You can express a condition such as `(A OR B) AND (C OR D)` by combining multiple filters like

```yaml
filters:
- type: row
condition: OR
conditions:
- {column: a, operator: "IS NOT NULL"}
- {column: b, operator: "IS NOT NULL"}
- type: row
condition: OR
conditions:
- {column: c, operator: "IS NOT NULL"}
- {column: d, operator: "IS NOT NULL"}
```

## Comparisions

* [embulk-filter-calcite](https://github.com/muga/embulk-filter-calcite)
* embulk-filter-calcite is a pretty nice plugin which enables us to write SQL query to filter embulk records, not only `WHERE` but also `SELECT`.
* Based on [my benchmark (Japanese)](http://qiita.com/sonots/items/a70482d29862de87624d), embulk-filter-row was faster than embulk-filter-calcite.
* Choose which to use as your demand.

## ToDo

* Support filtering by values of `type: json` with JSONPath
* Support IN operator

## ChangeLog

[CHANGELOG.md](./CHANGELOG.md)

## Development

Run example:

```
$ ./gradlew classpath
$ embulk preview -I lib example/example.yml
```

Run test:

```
$ ./gradlew test
```

Run checkstyle:

```
$ ./gradlew check
```

Release gem:

```
$ ./gradlew gemPush
```

## Development of SQL-like Syntax

Read the article [Supported SQL-like Syntax with embulk-filter-row using BYACC/J and JFlex](http://blog.livedoor.jp/sonots/archives/48172830.html).

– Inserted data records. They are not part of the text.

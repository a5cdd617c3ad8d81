// DvrSim: Distance-Vector Routing Simulator
// Copyright (C) 2021  Tibor Schneider
//
// This program is free software; you can redistribute it and/or modify
// it under the terms of the GNU General Public License as published by
// the Free Software Foundation; either version 2 of the License, or
// (at your option) any later version.
//
// This program is distributed in the hope that it will be useful,
// but WITHOUT ANY WARRANTY; without even the implied warranty of
// MERCHANTABILITY or FITNESS FOR A PARTICULAR PURPOSE.  See the
// GNU General Public License for more details.
//
// You should have received a copy of the GNU General Public License along
// with this program; if not, write to the Free Software Foundation, Inc.,
// 51 Franklin Street, Fifth Floor, Boston, MA 02110-1301 USA.

//! # Ring Network

use super::ExampleNetwork;
use crate::netsim::{Event, EventSchedule, Network, RouterId};

/// # Ring Network
///
/// Routers `1` to `N` connected in a ring, all links have weight 1.
pub struct RingNet {}

impl ExampleNetwork for RingNet {
    fn net(size: usize) -> Network {
        let mut net = Network::new(size);
        for r in 1..=size as RouterId {
            net.add_link(r, (r % size as RouterId) + 1, 1).unwrap();
        }
        net
    }

    /// # Variant 0
    /// No events
    ///
    /// # Variant 1
    /// The link `1 -- 2` is removed in round 5, and inserted again with weight 2 in round 9.
    fn events(variant: usize) -> EventSchedule {
        let mut schedule = EventSchedule::new();
        if variant == 1 {
            schedule.add_event(Event::new(5, 1, 2, -1).unwrap()).unwrap();
            schedule.add_event(Event::new(9, 1, 2, 2).unwrap()).unwrap();
        }
        schedule
    }
}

To download BYACC/J and JFlex and run them, you can use:

```
$ script/byaccj.sh
```

or

```
$ ./gradlew byaccj # this runs script/byaccj.sh internally
```

This generates `src/main/java/org/embulk/filter/row/where/{Parser,ParserVal,Yylex}.java`.

The `byaccj` task of gradle is ran before `compileJava` task (which means to be ran before `classpath` or `test` task also) automatically.